Nvidia-Chips auf Chinas Schwarzmarkt: Preise mehr als verdoppelt
US-Strafverfolgung treibt Schwarzmarktpreise für sanktionierte KI-Chips in China massiv in die Höhe.

Die Preise für sanktionierte KI-Chips von Nvidia haben sich auf dem chinesischen Schwarzmarkt innerhalb von nur sechs Monaten mehr als verdoppelt. Grund dafür sind verschärfte US-Strafverfolgungsmaßnahmen, die illegale Exportkanäle zunehmend einschränken. Das berichtete die Financial Times am Mittwoch unter Berufung auf mehrere chinesische Chip-Händler.

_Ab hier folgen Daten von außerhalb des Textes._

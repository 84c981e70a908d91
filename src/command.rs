//! Builds `rosbag filter` invocations and their output file names

use chrono::NaiveDateTime;
use std::path::{Path, PathBuf};

use crate::error::FilterError;

pub const DEFAULT_FILTER_TOOL: &str = "rosbag";

/// strftime layout of the timestamp embedded in output file names
pub const OUTPUT_TIMESTAMP_FORMAT: &str = "%Y_%m_%d-%I:%M:%S_%p";

/// One external filter invocation, kept as an argument vector.
#[derive(Debug, Clone, PartialEq, Eq)]
pub struct FilterCommand {
    pub program: String,
    pub args: Vec<String>,
    pub input_path: PathBuf,
    pub output_path: PathBuf,
}

impl FilterCommand {
    /// Program followed by its arguments.
    pub fn argv(&self) -> Vec<String> {
        std::iter::once(self.program.clone())
            .chain(self.args.iter().cloned())
            .collect()
    }

    /// Shell rendering for logs and dry runs; the expression is double-quoted.
    pub fn to_shell_string(&self) -> String {
        let mut parts = vec![self.program.clone()];
        let last = self.args.len().saturating_sub(1);
        for (i, arg) in self.args.iter().enumerate() {
            if i == last {
                parts.push(format!("\"{}\"", arg));
            } else {
                parts.push(arg.clone());
            }
        }
        parts.join(" ")
    }
}

/// `topic == '<t1>' or topic == '<t2>' ...` over `topics`, in the given order.
pub fn build_filter_expression<S: AsRef<str>>(topics: &[S]) -> Result<String, FilterError> {
    if topics.is_empty() {
        return Err(FilterError::EmptySelection);
    }
    let mut clauses = Vec::with_capacity(topics.len());
    for topic in topics {
        let topic = topic.as_ref();
        if topic.contains('\'') || topic.contains('\\') {
            return Err(FilterError::UnsafeTopicName(topic.to_string()));
        }
        clauses.push(format!("topic == '{}'", topic));
    }
    Ok(clauses.join(" or "))
}

/// `<stem>_filtered_<YYYY_MM_DD-hh:mm:ss_AM/PM>.bag`
///
/// Only the final extension of the input is dropped. Two exports of the same
/// input within one second produce the same name.
pub fn output_filename(input_path: &Path, now: NaiveDateTime) -> String {
    let stem = input_path
        .file_stem()
        .map(|s| s.to_string_lossy().into_owned())
        .unwrap_or_default();
    format!("{}_filtered_{}.bag", stem, now.format(OUTPUT_TIMESTAMP_FORMAT))
}

/// Compose the filter invocation for one bag.
pub fn build_command<S: AsRef<str>>(
    tool: &str,
    input_path: &Path,
    output_dir: &Path,
    topics: &[S],
    now: NaiveDateTime,
) -> Result<FilterCommand, FilterError> {
    let expression = build_filter_expression(topics)?;
    let output_path = output_dir.join(output_filename(input_path, now));
    Ok(FilterCommand {
        program: tool.to_string(),
        args: vec![
            "filter".to_string(),
            input_path.to_string_lossy().into_owned(),
            output_path.to_string_lossy().into_owned(),
            expression,
        ],
        input_path: input_path.to_path_buf(),
        output_path,
    })
}
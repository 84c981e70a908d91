//! Error kinds shared by the catalog, selection, session and export layers

use std::path::PathBuf;
use thiserror::Error;

use crate::selection::Grouping;
use crate::state::{Operation, SessionState};

#[derive(Debug, Error)]
pub enum FilterError {
    #[error("no bag files were chosen")]
    NoFilesChosen,

    #[error("failed to read bag {}: {reason}", .path.display())]
    LoadFailed { path: PathBuf, reason: String },

    #[error("no topics were selected to export")]
    EmptySelection,

    #[error("invalid output location: {0}")]
    InvalidOutputLocation(String),

    #[error("unknown {grouping} entry: {key}")]
    InvalidKey { key: String, grouping: Grouping },

    #[error("cannot {action} while {state}")]
    InvalidTransition {
        state: SessionState,
        action: &'static str,
    },

    #[error("session is busy exporting; {operation} is not permitted")]
    SessionBusy { operation: Operation },

    #[error("topic cannot be single-quoted in a filter expression: {0}")]
    UnsafeTopicName(String),

    #[error("output file already exists: {}", .0.display())]
    OutputExists(PathBuf),

    #[error("filter tool failed for {}: {reason}", .bag.display())]
    ExternalProcessFailure { bag: PathBuf, reason: String },
}
//! A load → select → export cycle over one or more bags

use chrono::{Local, NaiveDateTime};
use regex::Regex;
use std::collections::BTreeSet;
use std::path::{Path, PathBuf};

use crate::catalog::TopicCatalog;
use crate::error::FilterError;
use crate::export::{ExportJob, ExportOptions, ExportReport, FilterRunner};
use crate::rosbags_io::{BagDescriptor, BagReader};
use crate::selection::{Grouping, SelectionSet};
use crate::state::{Operation, SessionEvent, SessionState};

/// Owns the loaded bags, their catalog, the selection and the session state.
///
/// Every mutating call consults the state first. A new load replaces the
/// bags, catalog and selection together.
#[derive(Debug, Clone, Default)]
pub struct Session {
    bags: Vec<BagDescriptor>,
    catalog: TopicCatalog,
    selection: SelectionSet,
    state: SessionState,
}

impl Session {
    pub fn new() -> Self {
        Self::default()
    }

    /// Read every bag in `paths` and replace the session contents.
    ///
    /// On any read failure the previous contents are kept untouched.
    pub fn load<P: AsRef<Path>>(
        &mut self,
        paths: &[P],
        reader: &dyn BagReader,
    ) -> Result<&TopicCatalog, FilterError> {
        self.state.check(Operation::Load)?;
        if paths.is_empty() {
            return Err(FilterError::NoFilesChosen);
        }

        let bags = paths
            .iter()
            .map(|p| reader.read_descriptor(p.as_ref()))
            .collect::<Result<Vec<_>, _>>()?;
        let catalog = TopicCatalog::build(&bags);
        let state = self.state.on(SessionEvent::LoadCompleted)?;

        self.selection = SelectionSet::new(self.selection.grouping());
        self.bags = bags;
        self.catalog = catalog;
        self.state = state;
        tracing::info!(
            "session: {} bag(s), {} topics, {} message types",
            self.bags.len(),
            self.catalog.all_topics().len(),
            self.catalog.all_message_types().len()
        );
        Ok(&self.catalog)
    }

    pub fn state(&self) -> SessionState {
        self.state
    }

    pub fn can_edit_selection(&self) -> bool {
        self.state.permits(Operation::EditSelection)
    }

    pub fn can_export(&self) -> bool {
        self.state.permits(Operation::Export)
    }

    pub fn bags(&self) -> &[BagDescriptor] {
        &self.bags
    }

    pub fn catalog(&self) -> &TopicCatalog {
        &self.catalog
    }

    pub fn selection(&self) -> &SelectionSet {
        &self.selection
    }

    /// Keys displayed under the current grouping.
    pub fn keys(&self) -> &BTreeSet<String> {
        self.catalog.keys(self.selection.grouping())
    }

    /// Change grouping; the selection starts empty in the new grouping.
    pub fn set_grouping(&mut self, grouping: Grouping) -> Result<(), FilterError> {
        self.state.check(Operation::EditSelection)?;
        self.selection.initialize(grouping);
        Ok(())
    }

    pub fn toggle(&mut self, key: &str) -> Result<bool, FilterError> {
        self.state.check(Operation::EditSelection)?;
        let keys = self.catalog.keys(self.selection.grouping());
        self.selection.toggle(key, keys)
    }

    pub fn select_all(&mut self) -> Result<(), FilterError> {
        self.state.check(Operation::EditSelection)?;
        let keys = self.catalog.keys(self.selection.grouping());
        self.selection.select_all(keys);
        Ok(())
    }

    pub fn clear_selection(&mut self) -> Result<(), FilterError> {
        self.state.check(Operation::EditSelection)?;
        self.selection.clear();
        Ok(())
    }

    pub fn invert(&mut self) -> Result<(), FilterError> {
        self.state.check(Operation::EditSelection)?;
        let keys = self.catalog.keys(self.selection.grouping());
        self.selection.invert(keys);
        Ok(())
    }

    pub fn select_matching(&mut self, pattern: &Regex) -> Result<usize, FilterError> {
        self.state.check(Operation::EditSelection)?;
        let keys = self.catalog.keys(self.selection.grouping());
        Ok(self.selection.select_matching(pattern, keys))
    }

    pub fn effective_topics(&self) -> BTreeSet<String> {
        self.selection.effective_topics(&self.catalog)
    }

    /// Validate and enter `Exporting`, handing back the work to run.
    ///
    /// Nothing is touched and the state is unchanged if validation fails.
    pub fn begin_export(
        &mut self,
        output_dir: &Path,
        options: &ExportOptions,
    ) -> Result<ExportJob, FilterError> {
        self.begin_export_at(output_dir, options, Local::now().naive_local())
    }

    pub fn begin_export_at(
        &mut self,
        output_dir: &Path,
        options: &ExportOptions,
        now: NaiveDateTime,
    ) -> Result<ExportJob, FilterError> {
        self.state.check(Operation::Export)?;
        let topics = self.effective_topics();
        if topics.is_empty() {
            return Err(FilterError::EmptySelection);
        }
        let output_dir = validate_output_dir(output_dir)?;
        let job = ExportJob::new(&self.bags, topics, output_dir, options, now)?;
        self.state = self.state.on(SessionEvent::ExportRequested)?;
        Ok(job)
    }

    /// Leave `Exporting`, whatever the outcome of the job.
    pub fn finish_export(&mut self) -> Result<(), FilterError> {
        self.state = self.state.on(SessionEvent::ExportFinished)?;
        Ok(())
    }

    /// Run a full export synchronously on the calling thread.
    pub fn export_all(
        &mut self,
        output_dir: &Path,
        options: &ExportOptions,
        runner: &dyn FilterRunner,
    ) -> Result<ExportReport, FilterError> {
        let job = self.begin_export(output_dir, options)?;
        let report = job.run(runner);
        self.finish_export()?;
        Ok(report)
    }
}

/// Pick the single output directory out of what the user chose.
pub fn resolve_output_dir<S: AsRef<str>>(choices: &[S]) -> Result<PathBuf, FilterError> {
    match choices {
        [] => Err(FilterError::InvalidOutputLocation(
            "an output directory is required".to_string(),
        )),
        [only] => validate_output_dir(Path::new(only.as_ref())),
        _ => Err(FilterError::InvalidOutputLocation(
            "can only select one directory to save to".to_string(),
        )),
    }
}

fn validate_output_dir(dir: &Path) -> Result<PathBuf, FilterError> {
    if dir.as_os_str().is_empty() {
        return Err(FilterError::InvalidOutputLocation(
            "an output directory is required".to_string(),
        ));
    }
    if !dir.is_dir() {
        return Err(FilterError::InvalidOutputLocation(format!(
            "{} is not a directory",
            dir.display()
        )));
    }
    Ok(dir.to_path_buf())
}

Besonders drastisch ist der Preisanstieg beim Nvidia DGX B300-Server: Laut FT-Interviews mit Händlern kletterte der Schwarzmarktpreis von 4 Millionen Yuan auf mehr als 8 Millionen Yuan – umgerechnet rund 1,1 Millionen US-Dollar. In den USA wird das System, das acht Blackwell-Grafikprozessoren enthält, regulär für etwa 400.000 US-Dollar angeboten. Auf dem chinesischen Schwarzmarkt zahlen Käufer damit mehr als das Doppelte des offiziellen amerikanischen Listenpreises.

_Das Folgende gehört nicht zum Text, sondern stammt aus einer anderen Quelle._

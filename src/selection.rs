//! Export selection over the catalog's current grouping

use regex::Regex;
use serde::Serialize;
use std::collections::BTreeSet;
use std::fmt;

use crate::catalog::TopicCatalog;
use crate::error::FilterError;

/// How catalog entries are displayed and keyed for selection.
#[derive(Debug, Clone, Copy, Default, PartialEq, Eq, Serialize)]
pub enum Grouping {
    #[default]
    ByTopic,
    ByMessageType,
}

impl fmt::Display for Grouping {
    fn fmt(&self, f: &mut fmt::Formatter<'_>) -> fmt::Result {
        match self {
            Grouping::ByTopic => write!(f, "topic"),
            Grouping::ByMessageType => write!(f, "message type"),
        }
    }
}

/// Keys marked for export, interpreted according to `grouping`.
///
/// Callers pass the catalog's key space for the current grouping to every
/// mutating call so `selected` never holds a key outside it.
#[derive(Debug, Clone, Default, PartialEq, Eq, Serialize)]
pub struct SelectionSet {
    grouping: Grouping,
    selected: BTreeSet<String>,
}

impl SelectionSet {
    pub fn new(grouping: Grouping) -> Self {
        Self {
            grouping,
            selected: BTreeSet::new(),
        }
    }

    /// Switch grouping and start over with nothing selected.
    pub fn initialize(&mut self, grouping: Grouping) {
        self.grouping = grouping;
        self.selected.clear();
    }

    pub fn grouping(&self) -> Grouping {
        self.grouping
    }

    pub fn selected(&self) -> &BTreeSet<String> {
        &self.selected
    }

    pub fn is_selected(&self, key: &str) -> bool {
        self.selected.contains(key)
    }

    pub fn is_empty(&self) -> bool {
        self.selected.is_empty()
    }

    /// Flip `key`; returns whether it is selected afterwards.
    pub fn toggle(&mut self, key: &str, keys: &BTreeSet<String>) -> Result<bool, FilterError> {
        if !keys.contains(key) {
            return Err(FilterError::InvalidKey {
                key: key.to_string(),
                grouping: self.grouping,
            });
        }
        if self.selected.remove(key) {
            Ok(false)
        } else {
            self.selected.insert(key.to_string());
            Ok(true)
        }
    }

    pub fn select_all(&mut self, keys: &BTreeSet<String>) {
        self.selected = keys.clone();
    }

    pub fn clear(&mut self) {
        self.selected.clear();
    }

    pub fn invert(&mut self, keys: &BTreeSet<String>) {
        self.selected = keys.difference(&self.selected).cloned().collect();
    }

    /// Add every key matching `pattern`; returns how many were newly selected.
    pub fn select_matching(&mut self, pattern: &Regex, keys: &BTreeSet<String>) -> usize {
        let before = self.selected.len();
        self.selected
            .extend(keys.iter().filter(|k| pattern.is_match(k)).cloned());
        self.selected.len() - before
    }

    /// Concrete topics that will be exported for the current selection.
    pub fn effective_topics(&self, catalog: &TopicCatalog) -> BTreeSet<String> {
        match self.grouping {
            Grouping::ByTopic => self.selected.clone(),
            Grouping::ByMessageType => self
                .selected
                .iter()
                .flat_map(|ty| catalog.topics_for_type(ty))
                .collect(),
        }
    }
}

Auch der Workstation-Chip RTX 6000 Pro, der von Start-ups für den Betrieb großer Sprachmodelle eingesetzt wird, hat sich erheblich verteuert. Sein Preis stieg laut FT von rund 50.000 Yuan zu Jahresbeginn auf bis zu 130.000 Yuan – ein Anstieg von 160 Prozent in wenigen Monaten. Beide Chips, sowohl der RTX 6000 Pro als auch der DGX B300, unterliegen den US-amerikanischen Exportkontrollen und dürfen offiziell nicht nach China geliefert werden.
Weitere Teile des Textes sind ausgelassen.